Problem => Looking through the material below, say how many lines contain the string "after" and add nothing more.

● ● ● ● ●

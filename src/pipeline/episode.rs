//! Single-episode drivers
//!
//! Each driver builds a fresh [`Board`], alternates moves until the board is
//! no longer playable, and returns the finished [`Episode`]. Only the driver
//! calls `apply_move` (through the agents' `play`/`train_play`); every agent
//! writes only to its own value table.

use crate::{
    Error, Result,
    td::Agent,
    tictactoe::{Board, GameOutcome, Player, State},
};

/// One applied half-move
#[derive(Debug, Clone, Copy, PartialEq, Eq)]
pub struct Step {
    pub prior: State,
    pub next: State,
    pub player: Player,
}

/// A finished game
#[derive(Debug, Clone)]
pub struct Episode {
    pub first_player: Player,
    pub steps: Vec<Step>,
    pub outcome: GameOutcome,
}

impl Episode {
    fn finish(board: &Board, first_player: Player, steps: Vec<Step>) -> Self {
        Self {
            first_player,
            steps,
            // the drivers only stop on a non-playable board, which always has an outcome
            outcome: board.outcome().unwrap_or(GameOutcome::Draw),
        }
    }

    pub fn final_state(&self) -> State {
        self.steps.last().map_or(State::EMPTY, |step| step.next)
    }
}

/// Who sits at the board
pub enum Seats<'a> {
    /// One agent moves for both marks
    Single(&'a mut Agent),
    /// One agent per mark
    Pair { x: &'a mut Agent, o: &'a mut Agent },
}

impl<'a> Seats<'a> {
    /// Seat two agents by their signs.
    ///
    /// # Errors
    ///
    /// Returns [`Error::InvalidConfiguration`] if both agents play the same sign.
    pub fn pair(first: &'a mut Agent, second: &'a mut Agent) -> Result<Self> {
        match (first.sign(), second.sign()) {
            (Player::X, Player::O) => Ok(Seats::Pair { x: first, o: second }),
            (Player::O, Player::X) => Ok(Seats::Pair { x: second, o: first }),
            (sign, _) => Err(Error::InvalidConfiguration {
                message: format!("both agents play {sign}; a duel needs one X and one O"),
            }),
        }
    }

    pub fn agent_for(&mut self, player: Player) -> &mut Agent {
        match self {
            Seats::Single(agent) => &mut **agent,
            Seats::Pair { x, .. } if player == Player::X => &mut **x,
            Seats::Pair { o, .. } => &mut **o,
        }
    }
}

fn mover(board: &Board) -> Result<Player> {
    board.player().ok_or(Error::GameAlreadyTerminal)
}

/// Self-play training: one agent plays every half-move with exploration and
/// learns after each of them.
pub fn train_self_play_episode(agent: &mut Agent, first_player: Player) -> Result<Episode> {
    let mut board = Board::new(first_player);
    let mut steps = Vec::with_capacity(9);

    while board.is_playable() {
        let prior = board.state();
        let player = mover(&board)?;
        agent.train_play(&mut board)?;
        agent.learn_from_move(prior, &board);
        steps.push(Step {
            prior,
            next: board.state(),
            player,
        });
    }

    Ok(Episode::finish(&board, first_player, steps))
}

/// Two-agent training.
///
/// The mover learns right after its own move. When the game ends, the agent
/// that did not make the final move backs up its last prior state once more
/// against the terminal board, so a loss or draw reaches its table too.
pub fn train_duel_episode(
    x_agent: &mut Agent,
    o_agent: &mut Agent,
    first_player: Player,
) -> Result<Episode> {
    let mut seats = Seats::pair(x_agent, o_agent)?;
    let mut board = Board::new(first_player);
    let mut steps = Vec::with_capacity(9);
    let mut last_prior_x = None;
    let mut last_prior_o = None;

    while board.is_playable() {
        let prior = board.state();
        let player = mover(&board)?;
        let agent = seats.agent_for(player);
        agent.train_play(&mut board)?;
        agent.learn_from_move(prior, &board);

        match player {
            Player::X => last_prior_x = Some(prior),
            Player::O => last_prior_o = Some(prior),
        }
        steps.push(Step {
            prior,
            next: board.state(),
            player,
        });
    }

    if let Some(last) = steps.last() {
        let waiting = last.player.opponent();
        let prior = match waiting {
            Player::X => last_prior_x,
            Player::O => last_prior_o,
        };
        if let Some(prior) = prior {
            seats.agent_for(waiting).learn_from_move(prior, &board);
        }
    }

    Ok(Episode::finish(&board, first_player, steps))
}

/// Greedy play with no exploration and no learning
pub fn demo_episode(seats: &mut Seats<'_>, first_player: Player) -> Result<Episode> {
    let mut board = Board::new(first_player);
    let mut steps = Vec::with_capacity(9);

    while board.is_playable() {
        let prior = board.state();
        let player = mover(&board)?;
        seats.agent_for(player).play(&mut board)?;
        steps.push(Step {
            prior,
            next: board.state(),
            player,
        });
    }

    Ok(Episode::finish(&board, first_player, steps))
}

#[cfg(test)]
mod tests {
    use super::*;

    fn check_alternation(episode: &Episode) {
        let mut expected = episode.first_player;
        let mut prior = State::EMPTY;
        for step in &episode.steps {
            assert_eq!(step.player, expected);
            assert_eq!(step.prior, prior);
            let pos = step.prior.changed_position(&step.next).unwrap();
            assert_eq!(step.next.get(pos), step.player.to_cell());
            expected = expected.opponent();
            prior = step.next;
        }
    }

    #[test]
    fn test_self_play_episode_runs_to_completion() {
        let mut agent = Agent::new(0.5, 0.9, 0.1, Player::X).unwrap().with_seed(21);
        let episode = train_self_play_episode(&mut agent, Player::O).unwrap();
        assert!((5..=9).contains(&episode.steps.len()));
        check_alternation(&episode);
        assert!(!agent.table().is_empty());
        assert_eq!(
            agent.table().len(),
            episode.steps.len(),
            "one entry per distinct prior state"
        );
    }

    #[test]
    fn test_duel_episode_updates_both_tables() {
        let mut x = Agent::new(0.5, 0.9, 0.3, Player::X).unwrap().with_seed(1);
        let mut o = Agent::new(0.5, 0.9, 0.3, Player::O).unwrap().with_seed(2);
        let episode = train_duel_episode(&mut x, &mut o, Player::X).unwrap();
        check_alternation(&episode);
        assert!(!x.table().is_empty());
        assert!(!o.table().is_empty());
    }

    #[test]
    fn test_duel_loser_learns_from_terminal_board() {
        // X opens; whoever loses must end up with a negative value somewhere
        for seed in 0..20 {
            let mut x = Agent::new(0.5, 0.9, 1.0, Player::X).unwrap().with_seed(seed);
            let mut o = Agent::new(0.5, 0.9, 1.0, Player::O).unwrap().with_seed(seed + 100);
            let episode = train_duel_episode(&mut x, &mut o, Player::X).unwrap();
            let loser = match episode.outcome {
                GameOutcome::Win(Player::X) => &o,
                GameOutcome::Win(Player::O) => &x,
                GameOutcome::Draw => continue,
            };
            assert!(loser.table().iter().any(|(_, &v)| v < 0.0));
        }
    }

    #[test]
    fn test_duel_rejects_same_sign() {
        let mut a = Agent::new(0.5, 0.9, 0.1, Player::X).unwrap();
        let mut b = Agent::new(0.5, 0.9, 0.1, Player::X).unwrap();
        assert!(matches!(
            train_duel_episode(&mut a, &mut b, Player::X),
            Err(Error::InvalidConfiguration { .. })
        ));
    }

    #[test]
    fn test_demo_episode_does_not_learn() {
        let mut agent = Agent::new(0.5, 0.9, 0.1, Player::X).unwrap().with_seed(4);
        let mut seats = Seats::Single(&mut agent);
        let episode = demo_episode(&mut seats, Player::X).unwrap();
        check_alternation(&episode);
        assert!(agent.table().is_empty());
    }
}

● ● ● ● ●

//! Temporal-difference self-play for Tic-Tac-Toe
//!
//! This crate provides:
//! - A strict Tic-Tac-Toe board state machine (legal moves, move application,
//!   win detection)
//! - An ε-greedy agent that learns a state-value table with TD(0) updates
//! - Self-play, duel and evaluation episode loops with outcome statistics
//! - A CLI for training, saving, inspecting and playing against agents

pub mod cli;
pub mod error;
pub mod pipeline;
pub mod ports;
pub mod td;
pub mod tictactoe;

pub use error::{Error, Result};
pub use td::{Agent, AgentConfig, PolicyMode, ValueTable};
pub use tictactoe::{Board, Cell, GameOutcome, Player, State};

● ● ● ● ●

Answer to the exercise => 2